Celestino António faz o mesmo trabalho há 12 anos e, diferente do seu colega, disse não ter receio de o assumir, porque parte do princípio de que não está a roubar a ninguém.

“É o único pão que tenho. Não posso me envergonha­r dele”, realçou, reconhecen­do que também já foi alvo de discrimina­ção.

Paulo Nataniel, por sua vez, confessa não ter sido fácil nos primeiros dias, devido à especifici­dade do trabalho.

“Não é fácil ver dejectos alheios. Só mesmo a necessidad­e de sustentar as nossas famílias nos leva a fazer isso”, sublinhou.

Paulo Nataniel contou que, certa vez, enquanto limpava a fossa de uma casa, um dos membros da família decidiu usar a sanita.
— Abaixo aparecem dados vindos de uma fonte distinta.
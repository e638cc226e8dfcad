//! Session loop owning the router and the game machine
//!
//! All player actions and timer firings are funneled into one task, so the
//! controller state is only ever touched from a single place.

use std::sync::Arc;

use serde::{Deserialize, Serialize};
use tokio::sync::{broadcast, mpsc, oneshot, watch};
use tracing::{info, warn};

use crate::config::Config;
use crate::draw::{Outcome, OutcomeGenerator};
use crate::events::GameEvent;
use crate::navigation::{NavigationError, Route, Router};
use crate::sound::SoundCues;
use crate::state::{GameError, GameMachine, GameState};
use crate::timer::{TimerFired, TimerKind, TimerScheduler};

/// Player actions, from the console or a socket client
#[derive(Debug, Clone, PartialEq, Eq, Serialize, Deserialize)]
#[serde(tag = "action", rename_all = "snake_case")]
pub enum Action {
    SubmitPhone { number: String },
    AcceptRules,
    DeclineRules,
    Start,
    Replay,
    Exit,
}

/// Input to the session loop
#[derive(Debug)]
pub struct Command {
    pub action: Action,
    /// Receives the result once the action has been applied
    pub reply: Option<oneshot::Sender<Result<SessionStatus, SessionError>>>,
}

impl Command {
    pub fn new(action: Action) -> (Self, oneshot::Receiver<Result<SessionStatus, SessionError>>) {
        let (tx, rx) = oneshot::channel();
        (
            Self {
                action,
                reply: Some(tx),
            },
            rx,
        )
    }
}

/// Rejected actions
#[derive(Debug, Clone, PartialEq, Eq, thiserror::Error)]
pub enum SessionError {
    #[error(transparent)]
    Navigation(#[from] NavigationError),

    #[error(transparent)]
    Game(#[from] GameError),

    #[error("{action} is only available in the game view (current view: {route})")]
    NotInGame { action: &'static str, route: Route },
}

impl SessionError {
    /// Stable code for socket clients
    pub fn code(&self) -> &'static str {
        match self {
            SessionError::Navigation(NavigationError::PhoneRequired) => "phone_required",
            SessionError::Navigation(NavigationError::WrongRoute { .. }) => "wrong_route",
            SessionError::Game(GameError::InvalidTransition { .. }) => "invalid_transition",
            SessionError::NotInGame { .. } => "not_in_game",
        }
    }
}

/// Snapshot published after every change
#[derive(Debug, Clone, PartialEq, Serialize, Deserialize)]
pub struct SessionStatus {
    pub version: String,
    pub route: Route,
    /// A dial from the landing view is pending
    pub dialing: bool,
    pub phone: Option<String>,
    pub state: GameState,
    pub progress: u8,
    pub outcome: Option<Outcome>,
}

impl Default for SessionStatus {
    fn default() -> Self {
        Self {
            version: env!("CARGO_PKG_VERSION").to_string(),
            route: Route::default(),
            dialing: false,
            phone: None,
            state: GameState::default(),
            progress: 0,
            outcome: None,
        }
    }
}

/// Owns the router and the game machine
pub struct Session {
    router: Router,
    game: GameMachine,
    status_tx: watch::Sender<SessionStatus>,
}

impl Session {
    pub fn new(
        config: &Config,
        sounds: Arc<dyn SoundCues>,
        timers: TimerScheduler,
        event_tx: broadcast::Sender<GameEvent>,
    ) -> Self {
        let router = Router::new(
            config.timing.dial,
            timers.clone(),
            Arc::clone(&sounds),
            event_tx.clone(),
        );
        let game = GameMachine::new(
            config.timing,
            OutcomeGenerator::new(config.odds, config.prizes),
            timers,
            sounds,
            event_tx,
        );

        Self::from_parts(router, game)
    }

    fn from_parts(router: Router, game: GameMachine) -> Self {
        let (status_tx, _) = watch::channel(SessionStatus::default());
        Self {
            router,
            game,
            status_tx,
        }
    }

    /// Receiver for status snapshots
    pub fn subscribe_status(&self) -> watch::Receiver<SessionStatus> {
        self.status_tx.subscribe()
    }

    pub fn status(&self) -> SessionStatus {
        SessionStatus {
            route: self.router.route(),
            dialing: self.router.is_dialing(),
            phone: self.router.phone().map(|p| p.as_str().to_string()),
            state: self.game.state(),
            progress: self.game.progress(),
            outcome: self.game.outcome(),
            ..SessionStatus::default()
        }
    }

    /// Run until the command channel closes
    pub async fn run(
        &mut self,
        mut command_rx: mpsc::Receiver<Command>,
        mut timer_rx: mpsc::UnboundedReceiver<TimerFired>,
    ) {
        info!("session started on the landing view");

        loop {
            tokio::select! {
                command = command_rx.recv() => {
                    let Some(command) = command else { break };
                    let result = self.handle(command.action);
                    if let Some(reply) = command.reply {
                        let _ = reply.send(result);
                    }
                }
                Some(fired) = timer_rx.recv() => {
                    self.on_timer(fired);
                }
            }
        }

        info!("session stopped");
    }

    /// Apply one player action
    pub fn handle(&mut self, action: Action) -> Result<SessionStatus, SessionError> {
        let result = self.apply(&action);
        if let Err(e) = &result {
            warn!(?action, error = %e, "action rejected");
        }
        self.publish();
        result.map(|_| self.status())
    }

    fn apply(&mut self, action: &Action) -> Result<(), SessionError> {
        match action {
            Action::SubmitPhone { number } => self.router.submit_phone(number)?,
            Action::AcceptRules => self.router.accept_rules()?,
            Action::DeclineRules => self.router.decline_rules()?,
            Action::Start => {
                self.require_game("start")?;
                self.game.start()?;
            }
            Action::Replay => {
                self.require_game("replay")?;
                self.game.replay()?;
            }
            Action::Exit => {
                if self.router.route() == Route::Game {
                    self.game.exit();
                }
                self.router.go_home();
            }
        }
        Ok(())
    }

    fn on_timer(&mut self, fired: TimerFired) {
        match fired.kind {
            TimerKind::Dial => self.router.on_timer(fired),
            TimerKind::Connect | TimerKind::Ivr | TimerKind::ProgressTick => {
                self.game.on_timer(fired)
            }
        }
        self.publish();
    }

    fn require_game(&self, action: &'static str) -> Result<(), SessionError> {
        let route = self.router.route();
        if route == Route::Game {
            Ok(())
        } else {
            Err(SessionError::NotInGame { action, route })
        }
    }

    fn publish(&self) {
        let status = self.status();
        self.status_tx.send_if_modified(|current| {
            if *current == status {
                false
            } else {
                *current = status;
                true
            }
        });
    }
}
“Se não estivesse atento, o dejecto cairia todo por cima de mim”, lembrou. Neste dia, continuou, ponderou colocar um ponto final naquele trabalho. “Não foi fácil”, acentuou.

Miguel Ricardo dedica-se à limpeza da casa de banho de uma instituiçã­o comercial no centro da cidade. Disse estar nisso há nove meses. Contou que muitos usuários do espaço não o respeitam, apesar de ser a pessoa que garante a higiene do lugar que eles utilizam.

“Há pessoas que entram aqui e não se preocupam, sequer, em oferecer um bom dia. É como se eu fosse invisível”, lamentou.

Como agravante, salientou, há muita gente que faz uso das casas de banho e não coloca água, tarefa que depois acaba por sobrar para eles.

“É uma autêntica falta de respeito. Apesar de trabalhar nessa área, também merecemos ser respeitado­s”, frisou.